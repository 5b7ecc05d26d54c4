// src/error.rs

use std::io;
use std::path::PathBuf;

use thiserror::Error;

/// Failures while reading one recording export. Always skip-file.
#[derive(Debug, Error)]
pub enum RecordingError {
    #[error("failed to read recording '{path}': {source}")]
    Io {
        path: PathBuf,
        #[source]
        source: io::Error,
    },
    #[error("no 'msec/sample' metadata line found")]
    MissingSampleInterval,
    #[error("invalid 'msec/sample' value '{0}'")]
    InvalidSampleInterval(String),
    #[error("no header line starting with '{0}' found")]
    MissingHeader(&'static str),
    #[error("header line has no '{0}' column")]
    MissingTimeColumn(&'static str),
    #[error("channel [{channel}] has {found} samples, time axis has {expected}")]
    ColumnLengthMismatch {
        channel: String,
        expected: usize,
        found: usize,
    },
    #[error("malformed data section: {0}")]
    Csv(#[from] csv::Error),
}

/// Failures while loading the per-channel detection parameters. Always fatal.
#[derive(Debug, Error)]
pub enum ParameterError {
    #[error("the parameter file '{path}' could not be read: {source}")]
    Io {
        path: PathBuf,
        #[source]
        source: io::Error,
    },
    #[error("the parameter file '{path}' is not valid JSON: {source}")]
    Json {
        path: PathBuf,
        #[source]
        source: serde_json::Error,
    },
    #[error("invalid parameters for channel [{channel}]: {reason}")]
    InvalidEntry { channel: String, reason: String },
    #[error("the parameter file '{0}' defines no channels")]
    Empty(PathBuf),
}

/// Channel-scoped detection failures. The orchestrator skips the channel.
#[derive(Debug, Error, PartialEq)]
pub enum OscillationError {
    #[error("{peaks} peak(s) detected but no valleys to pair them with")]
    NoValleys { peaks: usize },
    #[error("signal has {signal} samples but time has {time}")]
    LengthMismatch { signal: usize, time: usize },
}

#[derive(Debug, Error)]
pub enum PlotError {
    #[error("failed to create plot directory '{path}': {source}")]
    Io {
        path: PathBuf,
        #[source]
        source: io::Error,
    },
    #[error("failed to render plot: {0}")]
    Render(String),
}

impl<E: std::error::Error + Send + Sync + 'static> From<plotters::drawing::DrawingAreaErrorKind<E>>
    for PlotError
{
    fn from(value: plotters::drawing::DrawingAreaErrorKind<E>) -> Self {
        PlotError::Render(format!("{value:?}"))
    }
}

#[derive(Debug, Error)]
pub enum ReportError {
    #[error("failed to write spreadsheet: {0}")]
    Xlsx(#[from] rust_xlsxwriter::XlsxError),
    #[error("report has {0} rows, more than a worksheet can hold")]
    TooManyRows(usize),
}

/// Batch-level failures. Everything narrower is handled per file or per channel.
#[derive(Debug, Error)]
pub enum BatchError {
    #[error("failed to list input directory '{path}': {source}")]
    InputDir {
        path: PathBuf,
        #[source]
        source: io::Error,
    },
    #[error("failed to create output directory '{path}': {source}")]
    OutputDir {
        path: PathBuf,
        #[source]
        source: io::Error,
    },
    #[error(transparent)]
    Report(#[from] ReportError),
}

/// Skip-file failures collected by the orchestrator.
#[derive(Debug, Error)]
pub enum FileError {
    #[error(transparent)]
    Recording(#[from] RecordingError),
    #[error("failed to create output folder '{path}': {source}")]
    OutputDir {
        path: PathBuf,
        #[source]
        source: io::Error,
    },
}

_ _ _ _ _

_Task directions:_
Please give back the listing in full; each line must match exactly.

_Reply to the task:_
repository 5b7ecc05d26d54c4
// src/error.rs

use std::io;
use std::path::PathBuf;

use thiserror::Error;

/// Failures while reading one recording export. Always skip-file.
#[derive(Debug, Error)]
pub enum RecordingError {
    #[error("failed to read recording '{path}': {source}")]
    Io {
        path: PathBuf,
        #[source]
        source: io::Error,
    },
    #[error("no 'msec/sample' metadata line found")]
    MissingSampleInterval,
    #[error("invalid 'msec/sample' value '{0}'")]
    InvalidSampleInterval(String),
    #[error("no header line starting with '{0}' found")]
    MissingHeader(&'static str),
    #[error("header line has no '{0}' column")]
    MissingTimeColumn(&'static str),
    #[error("channel [{channel}] has {found} samples, time axis has {expected}")]
    ColumnLengthMismatch {
        channel: String,
        expected: usize,
        found: usize,
    },
    #[error("malformed data section: {0}")]
    Csv(#[from] csv::Error),
}

/// Failures while loading the per-channel detection parameters. Always fatal.
#[derive(Debug, Error)]
pub enum ParameterError {
    #[error("the parameter file '{path}' could not be read: {source}")]
    Io {
        path: PathBuf,
        #[source]
        source: io::Error,
    },
    #[error("the parameter file '{path}' is not valid JSON: {source}")]
    Json {
        path: PathBuf,
        #[source]
        source: serde_json::Error,
    },
    #[error("invalid parameters for channel [{channel}]: {reason}")]
    InvalidEntry { channel: String, reason: String },
    #[error("the parameter file '{0}' defines no channels")]
    Empty(PathBuf),
}

/// Channel-scoped detection failures. The orchestrator skips the channel.
#[derive(Debug, Error, PartialEq)]
pub enum OscillationError {
    #[error("{peaks} peak(s) detected but no valleys to pair them with")]
    NoValleys { peaks: usize },
    #[error("signal has {signal} samples but time has {time}")]
    LengthMismatch { signal: usize, time: usize },
}

#[derive(Debug, Error)]
pub enum PlotError {
    #[error("failed to create plot directory '{path}': {source}")]
    Io {
        path: PathBuf,
        #[source]
        source: io::Error,
    },
    #[error("failed to render plot: {0}")]
    Render(String),
}

impl<E: std::error::Error + Send + Sync + 'static> From<plotters::drawing::DrawingAreaErrorKind<E>>
    for PlotError
{
    fn from(value: plotters::drawing::DrawingAreaErrorKind<E>) -> Self {
        PlotError::Render(format!("{value:?}"))
    }
}

#[derive(Debug, Error)]
pub enum ReportError {
    #[error("failed to write spreadsheet: {0}")]
    Xlsx(#[from] rust_xlsxwriter::XlsxError),
    #[error("report has {0} rows, more than a worksheet can hold")]
    TooManyRows(usize),
}

/// Batch-level failures. Everything narrower is handled per file or per channel.
#[derive(Debug, Error)]
pub enum BatchError {
    #[error("failed to list input directory '{path}': {source}")]
    InputDir {
        path: PathBuf,
        #[source]
        source: io::Error,
    },
    #[error("failed to create output directory '{path}': {source}")]
    OutputDir {
        path: PathBuf,
        #[source]
        source: io::Error,
    },
    #[error(transparent)]
    Report(#[from] ReportError),
}

/// Skip-file failures collected by the orchestrator.
#[derive(Debug, Error)]
pub enum FileError {
    #[error(transparent)]
    Recording(#[from] RecordingError),
    #[error("failed to create output folder '{path}': {source}")]
    OutputDir {
        path: PathBuf,
        #[source]
        source: io::Error,
    },
}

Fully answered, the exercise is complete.